# The problem
Read the entries below and pull out each line with the string "back".

# Material for this exercise
┄┄┄┄┄┄┄┄┄┄┄┄┄┄┄┄┄┄┄┄

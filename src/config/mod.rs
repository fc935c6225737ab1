pub mod loader;

pub use loader::{build_exchange, configured_exchanges, load_config, open_store, parse_config};
/// Tracing subscriber setup shared by the binaries
use tracing_subscriber::EnvFilter;

use crate::types::LogFormat;

/// Filter from `RUST_LOG` when set, otherwise `tradeclock=<level>,warn`
pub fn env_filter(level: &str) -> EnvFilter {
    EnvFilter::try_from_default_env()
        .unwrap_or_else(|_| EnvFilter::new(format!("tradeclock={},warn", level)))
}

pub fn init_logging(level: &str, format: LogFormat) {
    let builder = tracing_subscriber::fmt().with_env_filter(env_filter(level));
    let result = match format {
        LogFormat::Pretty => builder.try_init(),
        LogFormat::Json => builder.json().try_init(),
    };
    // A subscriber may already be installed (tests, embedding)
    let _ = result;
}
//! The tagged object codec.
//!
//! Every encoded value is a one-byte type tag followed by a tag-specific
//! payload. Containers and object records recurse, so a value tree is written
//! depth-first and read back in the same order. Integers and lengths are
//! LEB128 varints; floats are little-endian IEEE-754 doubles.

pub mod generic;
pub mod tag;

mod builder;
mod decode;
mod encode;
mod registry;

use std::any::Any;
use std::io::{Read, Write};
use std::sync::Arc;

use bytes::{Buf, Bytes, BytesMut};

pub use builder::CodecBuilder;
pub use decode::Decoder;
pub use encode::Encoder;
pub use registry::Extension;

use crate::error::{CodecError, Result};
use crate::reconstruct::{ApplyState, Namespace, NamespaceResolver, Reconstruct, SetState};
use crate::source::IoSource;
use crate::types::{TypeRef, Value};
use registry::Registry;

/// How the decoder handles a tag byte.
pub enum Dispatch<'a> {
    Builtin(u8),
    Extension(&'a dyn Extension),
}

/// An immutable codec configuration: the extension registry plus the
/// collaborators used by the generic object path.
///
/// A `Codec` is `Send + Sync` and can be shared across threads; encoding and
/// decoding only borrow it.
pub struct Codec {
    registry: Registry,
    resolver: Arc<dyn NamespaceResolver>,
    default_reconstructor: Option<Arc<dyn Reconstruct>>,
    state_applier: Arc<dyn ApplyState>,
}

impl Default for Codec {
    /// The bundled extensions, an empty namespace and [`SetState`].
    fn default() -> Self {
        Self {
            registry: Registry::standard(),
            resolver: Arc::new(Namespace::new()),
            default_reconstructor: None,
            state_applier: Arc::new(SetState),
        }
    }
}

impl Codec {
    pub fn builder() -> CodecBuilder {
        CodecBuilder::new()
    }

    /// The tag `value` is written under.
    ///
    /// Objects with a registered extension get its tag; every other object
    /// falls back to OBJ.
    pub fn tag_for(&self, value: &Value) -> u8 {
        match value {
            Value::None => tag::NONE,
            Value::Bool(_) => tag::BOOL,
            Value::Int(_) | Value::BigInt(_) => tag::INT,
            Value::Float(_) => tag::FLOAT,
            Value::Complex(_) => tag::COMPLEX,
            Value::Bytes(_) => tag::BYTES,
            Value::Str(_) => tag::STR,
            Value::Tuple(_) => tag::TUPLE,
            Value::List(_) => tag::LIST,
            Value::Set(_) => tag::SET,
            Value::Dict(_) => tag::DICT,
            Value::Type(_) => tag::TYPE,
            Value::Object(obj) => self
                .registry
                .by_type(Any::type_id(obj.as_any()))
                .map_or(tag::OBJ, |ext| ext.tag()),
        }
    }

    /// Selects the decoder for a tag byte.
    pub fn decoder_for(&self, t: u8) -> Result<Dispatch<'_>> {
        if tag::is_builtin(t) {
            return Ok(Dispatch::Builtin(t));
        }
        match self.registry.by_tag(t) {
            Some(ext) => Ok(Dispatch::Extension(ext)),
            None => Err(CodecError::UnknownTag(t)),
        }
    }

    /// Finds the reconstructor a type reference names.
    pub fn resolve(&self, type_ref: &TypeRef) -> Result<Arc<dyn Reconstruct>> {
        self.resolver
            .resolve(&type_ref.namespace, &type_ref.name)
            .ok_or_else(|| CodecError::unresolved(&type_ref.namespace, &type_ref.name))
    }

    /// Rebuilds an object record that carried no explicit reconstructor.
    ///
    /// Without a configured default, the first argument must be a type
    /// reference; it is resolved and called with the remaining arguments.
    pub fn reconstruct_default(&self, args: Vec<Value>) -> Result<Value> {
        if let Some(reconstructor) = &self.default_reconstructor {
            return reconstructor.reconstruct(args);
        }
        let mut args = args.into_iter();
        match args.next() {
            Some(Value::Type(type_ref)) => self.resolve(&type_ref)?.reconstruct(args.collect()),
            Some(other) => Err(CodecError::InvalidEncoding(format!(
                "default reconstruction needs a type as first argument, got {}",
                other.kind()
            ))),
            None => Err(CodecError::invalid(
                "default reconstruction needs a type as first argument, got no arguments",
            )),
        }
    }

    /// Applies decoded state to a reconstructed value.
    pub fn apply_state(&self, target: Value, state: Value) -> Result<Value> {
        self.state_applier.apply_state(target, state)
    }

    /// Encodes `value` into a fresh buffer.
    pub fn dump(&self, value: &Value) -> Result<Bytes> {
        let mut buf = BytesMut::new();
        self.dump_into(&mut buf, value)?;
        Ok(buf.freeze())
    }

    /// Appends the encoding of `value` to `buf`. On error `buf` may hold a
    /// partial record.
    pub fn dump_into(&self, buf: &mut BytesMut, value: &Value) -> Result<()> {
        let start = buf.len();
        Encoder::new(self, buf).encode(value)?;
        tracing::trace!(kind = value.kind(), len = buf.len() - start, "encoded value");
        Ok(())
    }

    /// Encodes `value` and writes it to `writer`.
    ///
    /// The value is fully encoded before anything is written, so an encoding
    /// failure leaves the writer untouched.
    pub fn dump_to(&self, mut writer: impl Write, value: &Value) -> Result<()> {
        let bytes = self.dump(value)?;
        writer.write_all(&bytes)?;
        Ok(())
    }

    /// Decodes one value from the front of `data`. Trailing bytes are ignored.
    pub fn load(&self, data: &[u8]) -> Result<Value> {
        let mut cursor = data;
        let value = self.load_buf(&mut cursor)?;
        if !cursor.is_empty() {
            tracing::trace!(trailing = cursor.len(), "ignoring bytes after value");
        }
        Ok(value)
    }

    /// Decodes one value, advancing `buf` past exactly the bytes it used.
    pub fn load_buf(&self, buf: &mut impl Buf) -> Result<Value> {
        Decoder::new(self, buf)
            .decode()
            .inspect_err(|e| tracing::debug!(error = %e, "decode failed"))
    }

    /// Decodes one value from a blocking reader, consuming only its bytes.
    pub fn load_from(&self, reader: impl Read) -> Result<Value> {
        let mut src = IoSource::new(reader);
        Decoder::new(self, &mut src)
            .decode()
            .inspect_err(|e| tracing::debug!(error = %e, "decode failed"))
    }
}

impl std::fmt::Debug for Codec {
    fn fmt(&self, f: &mut std::fmt::Formatter<'_>) -> std::fmt::Result {
        f.debug_struct("Codec")
            .field("extensions", &self.registry.len())
            .field("default_reconstructor", &self.default_reconstructor.is_some())
            .finish_non_exhaustive()
    }
}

┄┄┄┄┄┄┄┄┄┄┄┄┄┄┄┄┄┄┄┄

# Response below
//! depth-first and read back in the same order. Integers and lengths are
    /// falls back to OBJ.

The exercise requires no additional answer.